Comps increased by an impressive 6.3%, driven by a 3.8% traffic increase and a 2.4% improvement in transaction size. The data indicate that Ulta's customers not only visit the store more frequently but also spend a greater portion of their beauty and skin-care dollars there as the company gains market share.
The margin news is also impressive. The company widened its gross margin and controlled operating costs, resulting in solid bottom-line outperformance. Gross margin increased by 70 basis points due to lower costs, while operating margin decreased because of higher selling, general, and administrative expenses related to wages, incentives, and store-level expenses that are driving the revenue in.
Salaries and incentives are here to stay, but store remodeling won't be, creating an opportunity to improve margins in the upcoming fiscal periods. The bottom line for Q3 is that earnings of $5.14 are flat compared to the prior year but more than 1170 basis points better than expected.

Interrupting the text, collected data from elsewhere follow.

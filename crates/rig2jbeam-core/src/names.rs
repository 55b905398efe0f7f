//! Duplicate mesh name resolution and group tag derivation

use std::collections::{HashMap, HashSet};

use serde::{Deserialize, Serialize};
use tracing::debug;

use crate::rig::{AttachmentKind, Rig};

/// Split a mesh file name into base and extension; `.mesh.xml` counts as one
pub fn split_mesh_name(name: &str) -> (&str, &str) {
    let lower = name.to_ascii_lowercase();
    if lower.ends_with(".mesh.xml") {
        let at = name.len() - ".mesh.xml".len();
        return name.split_at(at);
    }
    match name.rfind('.') {
        Some(at) if at > 0 => name.split_at(at),
        _ => (name, ""),
    }
}

/// Mesh reference without a known mesh extension; this is the JBeam `mesh` value
pub fn mesh_stem(mesh: &str) -> &str {
    let (base, ext) = split_mesh_name(mesh);
    match ext.to_ascii_lowercase().as_str() {
        ".mesh" | ".mesh.xml" | ".dae" => base,
        _ => mesh,
    }
}

/// Rename repeated names so every entry is unique ignoring ASCII case
///
/// The first occurrence of a name keeps it. Later occurrences become
/// `<base>_<NNN><ext>` using the first occurrence's spelling, skipping any
/// candidate that is already taken.
pub fn resolve_names<S: AsRef<str>>(names: &[S]) -> Vec<String> {
    let mut taken: HashSet<String> = names
        .iter()
        .map(|n| n.as_ref().to_ascii_lowercase())
        .collect();
    let mut first: HashMap<String, (String, String, u32)> = HashMap::new();
    let mut resolved = Vec::with_capacity(names.len());

    for name in names {
        let name = name.as_ref();
        let key = name.to_ascii_lowercase();
        let Some((base, ext, counter)) = first.get_mut(&key) else {
            let (base, ext) = split_mesh_name(name);
            first.insert(key, (base.to_string(), ext.to_string(), 0));
            resolved.push(name.to_string());
            continue;
        };
        let candidate = loop {
            *counter += 1;
            let candidate = format!("{}_{:03}{}", base, counter, ext);
            if taken.insert(candidate.to_ascii_lowercase()) {
                break candidate;
            }
        };
        resolved.push(candidate);
    }
    resolved
}

#[derive(Debug, Clone, PartialEq, Eq, Serialize, Deserialize)]
pub struct MeshNameEntry {
    pub kind: AttachmentKind,
    /// Index into `Rig::attachments`
    pub attachment: usize,
    pub original: String,
    pub resolved: String,
}

impl MeshNameEntry {
    pub fn is_renamed(&self) -> bool {
        self.original != self.resolved
    }
}

/// Per-occurrence mapping from written to resolved mesh names
#[derive(Debug, Clone, Default, PartialEq, Eq, Serialize, Deserialize)]
pub struct MeshNameMap {
    entries: Vec<MeshNameEntry>,
}

impl MeshNameMap {
    pub fn entries(&self) -> &[MeshNameEntry] {
        &self.entries
    }

    pub fn resolved(&self, attachment: usize) -> Option<&str> {
        self.entries
            .iter()
            .find(|e| e.attachment == attachment)
            .map(|e| e.resolved.as_str())
    }

    /// Every resolved name exported from one written name, ignoring case
    pub fn exports_for(&self, original: &str) -> Vec<&str> {
        self.entries
            .iter()
            .filter(|e| e.original.eq_ignore_ascii_case(original))
            .map(|e| e.resolved.as_str())
            .collect()
    }

    pub fn renamed(&self) -> impl Iterator<Item = &MeshNameEntry> {
        self.entries.iter().filter(|e| e.is_renamed())
    }

    pub fn len(&self) -> usize {
        self.entries.len()
    }

    pub fn is_empty(&self) -> bool {
        self.entries.is_empty()
    }
}

/// Resolve names over flexbodies then props and store them on the attachments
pub fn resolve_mesh_names(rig: &mut Rig) -> MeshNameMap {
    let order: Vec<usize> = [AttachmentKind::Flexbody, AttachmentKind::Prop]
        .into_iter()
        .flat_map(|kind| {
            rig.attachments
                .iter()
                .enumerate()
                .filter(move |(_, a)| a.kind == kind)
                .map(|(i, _)| i)
        })
        .collect();

    let originals: Vec<&str> = order
        .iter()
        .map(|&i| rig.attachments[i].mesh.as_str())
        .collect();
    let resolved = resolve_names(&originals);

    let mut entries = Vec::with_capacity(order.len());
    for (&index, resolved) in order.iter().zip(resolved) {
        let attachment = &mut rig.attachments[index];
        if attachment.mesh != resolved {
            debug!(from = %attachment.mesh, to = %resolved, "Renamed duplicate mesh");
        }
        attachment.resolved_mesh = resolved.clone();
        entries.push(MeshNameEntry {
            kind: attachment.kind,
            attachment: index,
            original: attachment.mesh.clone(),
            resolved,
        });
    }
    MeshNameMap { entries }
}

/// Group tag for a resolved mesh name: `Wheel_001.mesh` -> `wheel_001_flexbody`
pub fn group_tag(resolved: &str, kind: AttachmentKind) -> String {
    let stem = mesh_stem(resolved);

    let mut tag = String::with_capacity(stem.len() + kind.group_suffix().len());
    for c in stem.to_lowercase().chars() {
        let c = if c.is_alphanumeric() || c == '_' { c } else { '_' };
        if !(c == '_' && tag.ends_with('_')) {
            tag.push(c);
        }
    }
    let tag = tag.trim_matches('_');
    let tag = if tag.is_empty() { "mesh" } else { tag };
    format!("{}{}", tag, kind.group_suffix())
}

/// [`group_tag`] that is not yet in `taken`, numbered `_NNN` like mesh names
///
/// Distinct resolved names can sanitize to the same tag (`a b` and `a-b`);
/// the later one gets a counter before the kind suffix. The result is added
/// to `taken`.
pub fn unique_group_tag(resolved: &str, kind: AttachmentKind, taken: &mut HashSet<String>) -> String {
    let tag = group_tag(resolved, kind);
    if taken.insert(tag.clone()) {
        return tag;
    }
    let stem = &tag[..tag.len() - kind.group_suffix().len()];
    let mut counter = 0u32;
    loop {
        counter += 1;
        let candidate = format!("{}_{:03}{}", stem, counter, kind.group_suffix());
        if taken.insert(candidate.clone()) {
            return candidate;
        }
    }
}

Ulta's Debt Increase Not a Worry for Investors, Capital Return Is Safe
The worst news coming out of Ulta's Q3 report is an unexpected increase in short-term debt. The company leaned on its revolving credit facility for working capital, significantly increasing its debt, but ultimately did no damage to itself or its outlook.
The net result is that cash remains healthy at roughly 0.5x debt, while increases in receivables, inventory, and prepaid expenses offset the debt. Regarding leverage and equity, the company's total liabilities are approximately 2.2x its equity; there is virtually no long-term debt beyond lease liabilities, and equity is increasing, up 9% YOY.
Ulta's capital return is attractive, underpinning the long-term stock price outlook. The company doesn't pay dividends; instead, it aggressively buys back shares. The FQ3 and YTD activity resulted in a 4.66% average quarterly and a 5.36% year-to-date decline in share count, and the pace is likely to continue over the next year. The company has $2 billion left under the current authorization, sufficient for more than two years at the FQ3 pace.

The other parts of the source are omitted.